mod cli {
    #![allow(non_snake_case)]

    use assert_cmd::prelude::*;
    use mockito::Server;
    use predicates::str::contains;
    use tempfile::TempDir;

    use std::fs;
    use std::path::PathBuf;
    use std::process::Command;

    type TestResult = Result<(), Box<dyn std::error::Error>>;

    const NAME: &str = "urlcheck";

    /// Working directory with a URL list; keeps reports and config lookups out of the repo
    struct Workspace {
        dir: TempDir,
    }

    impl Workspace {
        fn new() -> Result<Self, std::io::Error> {
            Ok(Self {
                dir: TempDir::new()?,
            })
        }

        fn write_urls(&self, urls: &[String]) -> Result<PathBuf, std::io::Error> {
            let path = self.dir.path().join("urls.txt");
            fs::write(&path, urls.join("\n"))?;
            Ok(path)
        }

        fn path(&self, name: &str) -> PathBuf {
            self.dir.path().join(name)
        }

        fn command(&self) -> Result<Command, Box<dyn std::error::Error>> {
            let mut cmd = Command::cargo_bin(NAME)?;
            cmd.current_dir(self.dir.path()).env("NO_COLOR", "1");
            Ok(cmd)
        }
    }

    fn refused_url() -> Result<String, std::io::Error> {
        let listener = std::net::TcpListener::bind("127.0.0.1:0")?;
        let port = listener.local_addr()?.port();
        drop(listener);
        Ok(format!("http://127.0.0.1:{port}/"))
    }

    #[test]
    fn test_output__when_no_file_provided() -> TestResult {
        let ws = Workspace::new()?;

        ws.command()?
            .assert()
            .success()
            .stdout(contains("No URLs to check."));
        assert!(!ws.path("url_check_results.csv").exists());
        Ok(())
    }

    #[test]
    fn test_output__when_file_has_only_comments() -> TestResult {
        let ws = Workspace::new()?;
        let file = ws.write_urls(&["# nothing here".to_string(), "   ".to_string()])?;

        ws.command()?
            .arg(&file)
            .assert()
            .success()
            .stdout(contains("No URLs to check."));
        Ok(())
    }

    #[test]
    fn test_output__when_file_is_missing() -> TestResult {
        let ws = Workspace::new()?;

        ws.command()?
            .arg(ws.path("missing.txt"))
            .assert()
            .success()
            .stderr(contains("Error loading URLs from file"))
            .stdout(contains("No URLs to check."));
        Ok(())
    }

    #[tokio::test]
    async fn test_output__when_all_working() -> TestResult {
        let mut server = Server::new_async().await;
        let _head = server
            .mock("HEAD", "/ok")
            .with_status(200)
            .create_async()
            .await;
        let ws = Workspace::new()?;
        let file = ws.write_urls(&[format!("{}/ok", server.url())])?;

        ws.command()?
            .arg(&file)
            .assert()
            .success()
            .stdout(contains("WORKING URLs: 1"))
            .stdout(contains(format!("✓ {}/ok - 200 OK", server.url())))
            .stdout(contains("Total URLs checked: 1"))
            .stdout(contains("Working: 1 (100.0%)"))
            .stdout(contains("Report saved to url_check_results.csv"));

        let csv = fs::read_to_string(ws.path("url_check_results.csv"))?;
        assert!(csv.starts_with(
            "url,status_code,reason,response_time,is_error,error_type,redirected,redirect_url"
        ));
        assert!(csv.contains(&format!("{}/ok,200,OK,", server.url())));
        Ok(())
    }

    #[tokio::test]
    async fn test_output__when_broken_url() -> TestResult {
        let mut server = Server::new_async().await;
        let _head = server
            .mock("HEAD", "/gone")
            .with_status(404)
            .create_async()
            .await;
        let ws = Workspace::new()?;
        let file = ws.write_urls(&[format!("{}/gone", server.url())])?;

        ws.command()?
            .arg(&file)
            .assert()
            .failure()
            .code(1)
            .stdout(contains("BROKEN URLs: 1"))
            .stdout(contains(format!("✗ {}/gone - 404 Not Found", server.url())));
        Ok(())
    }

    #[tokio::test]
    async fn test_output__when_head_not_allowed_falls_back_to_get() -> TestResult {
        let mut server = Server::new_async().await;
        let head = server
            .mock("HEAD", "/page")
            .with_status(405)
            .expect(1)
            .create_async()
            .await;
        let get = server
            .mock("GET", "/page")
            .with_status(200)
            .expect(1)
            .create_async()
            .await;
        let ws = Workspace::new()?;
        let file = ws.write_urls(&[format!("{}/page", server.url())])?;

        ws.command()?
            .arg(&file)
            .assert()
            .success()
            .stdout(contains("WORKING URLs: 1"));

        head.assert_async().await;
        get.assert_async().await;
        Ok(())
    }

    #[tokio::test]
    async fn test_output__when_mixed_results() -> TestResult {
        let mut server = Server::new_async().await;
        let _ok = server
            .mock("HEAD", "/ok")
            .with_status(200)
            .create_async()
            .await;
        let _gone = server
            .mock("HEAD", "/gone")
            .with_status(410)
            .create_async()
            .await;
        let ws = Workspace::new()?;
        let refused = refused_url()?;
        let file = ws.write_urls(&[
            format!("{}/ok", server.url()),
            format!("{}/gone", server.url()),
            refused.clone(),
        ])?;

        ws.command()?
            .arg(&file)
            .args(["--workers", "2", "--timeout", "5"])
            .assert()
            .failure()
            .code(1)
            .stdout(contains("WORKING URLs: 1"))
            .stdout(contains("BROKEN URLs: 1"))
            .stdout(contains("ERRORS: 1"))
            .stdout(contains(format!("! {refused} - connection_failed")))
            .stdout(contains("Total URLs checked: 3"));

        let csv = fs::read_to_string(ws.path("url_check_results.csv"))?;
        assert_eq!(csv.lines().count(), 4);
        assert!(csv.contains(",true,connection_failed,"));
        Ok(())
    }

    #[tokio::test]
    async fn test_output__with_json_format() -> TestResult {
        let mut server = Server::new_async().await;
        let _ok = server
            .mock("HEAD", "/ok")
            .with_status(200)
            .create_async()
            .await;
        let ws = Workspace::new()?;
        let file = ws.write_urls(&[format!("{}/ok", server.url())])?;

        let output = ws.command()?.arg(&file).args(["--format", "json"]).output()?;

        assert!(output.status.success());
        let value: serde_json::Value = serde_json::from_slice(&output.stdout)?;
        assert_eq!(value["total"], 1);
        assert_eq!(value["working"], 1);
        assert_eq!(value["outcomes"][0]["status_code"], 200);
        Ok(())
    }

    #[tokio::test]
    async fn test_output__with_minimal_format() -> TestResult {
        let mut server = Server::new_async().await;
        let _gone = server
            .mock("HEAD", "/gone")
            .with_status(410)
            .create_async()
            .await;
        let ws = Workspace::new()?;
        let file = ws.write_urls(&[format!("{}/gone", server.url())])?;

        ws.command()?
            .arg(&file)
            .args(["--format", "minimal"])
            .assert()
            .failure()
            .stdout(format!("410 {}/gone\n", server.url()));
        Ok(())
    }

    #[tokio::test]
    async fn test_output__when_quiet() -> TestResult {
        let mut server = Server::new_async().await;
        let _ok = server
            .mock("HEAD", "/ok")
            .with_status(200)
            .create_async()
            .await;
        let ws = Workspace::new()?;
        let file = ws.write_urls(&[format!("{}/ok", server.url())])?;

        let assert = ws.command()?.arg(&file).arg("-q").assert().success();
        let stdout = String::from_utf8(assert.get_output().stdout.clone())?;

        assert!(!stdout.contains("WORKING URLs"));
        assert!(!stdout.contains("Checking"));
        assert!(stdout.contains("Total URLs checked: 1"));
        Ok(())
    }

    #[tokio::test]
    async fn test_output__with_custom_output_path() -> TestResult {
        let mut server = Server::new_async().await;
        let _ok = server
            .mock("HEAD", "/ok")
            .with_status(200)
            .create_async()
            .await;
        let ws = Workspace::new()?;
        let file = ws.write_urls(&[format!("{}/ok", server.url())])?;

        ws.command()?
            .arg(&file)
            .args(["-o", "report.csv"])
            .assert()
            .success();

        assert!(ws.path("report.csv").exists());
        assert!(!ws.path("url_check_results.csv").exists());
        Ok(())
    }

    #[tokio::test]
    async fn test_output__with_get_only_host_skips_head() -> TestResult {
        let mut server = Server::new_async().await;
        let head = server
            .mock("HEAD", "/page")
            .with_status(200)
            .expect(0)
            .create_async()
            .await;
        let get = server
            .mock("GET", "/page")
            .with_status(200)
            .expect(1)
            .create_async()
            .await;
        let ws = Workspace::new()?;
        let file = ws.write_urls(&[format!("{}/page", server.url())])?;

        ws.command()?
            .arg(&file)
            .args(["--get-only", "127.0.0.1"])
            .assert()
            .success();

        head.assert_async().await;
        get.assert_async().await;
        Ok(())
    }

    #[tokio::test]
    async fn test_output__with_config_file() -> TestResult {
        let mut server = Server::new_async().await;
        let _ok = server
            .mock("HEAD", "/ok")
            .with_status(200)
            .create_async()
            .await;
        let ws = Workspace::new()?;
        let file = ws.write_urls(&[format!("{}/ok", server.url())])?;
        fs::write(
            ws.path(".urlcheck.toml"),
            "output_format = \"minimal\"\noutput_path = \"from-config.csv\"\n",
        )?;

        ws.command()?
            .arg(&file)
            .assert()
            .success()
            .stdout(format!("200 {}/ok\n", server.url()));
        assert!(ws.path("from-config.csv").exists());

        // --no-config ignores the file in the working directory
        ws.command()?
            .arg(&file)
            .arg("--no-config")
            .assert()
            .success()
            .stdout(contains("===== SUMMARY ====="));
        Ok(())
    }

    #[test]
    fn test_output__when_workers_is_zero() -> TestResult {
        let ws = Workspace::new()?;
        let file = ws.write_urls(&["https://example.test/".to_string()])?;

        ws.command()?
            .arg(&file)
            .args(["--workers", "0"])
            .assert()
            .failure()
            .code(1)
            .stderr(contains("Configuration error"));
        Ok(())
    }

    #[test]
    fn test_output__when_timeout_is_zero() -> TestResult {
        let ws = Workspace::new()?;

        ws.command()?
            .args(["--timeout", "0"])
            .assert()
            .failure()
            .stderr(contains("--timeout"));
        Ok(())
    }

    #[test]
    fn test_output__when_config_file_is_invalid() -> TestResult {
        let ws = Workspace::new()?;
        let config = ws.path("bad.toml");
        fs::write(&config, "timeout = \"soon\"")?;
        let file = ws.write_urls(&["https://example.test/".to_string()])?;

        ws.command()?
            .arg(&file)
            .arg("--config")
            .arg(&config)
            .assert()
            .failure()
            .stderr(contains("Error:"));
        Ok(())
    }

    #[test]
    fn test_output__with_conflicting_tls_flags() -> TestResult {
        let ws = Workspace::new()?;

        ws.command()?
            .args(["--verify-tls", "--insecure"])
            .assert()
            .failure()
            .stderr(contains("cannot be used with"));
        Ok(())
    }
}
######
• What you need to do:
Return each line of the data where the word "toml" appears.

• Answer for this exercise:
            ws.path(".urlcheck.toml"),
        let config = ws.path("bad.toml");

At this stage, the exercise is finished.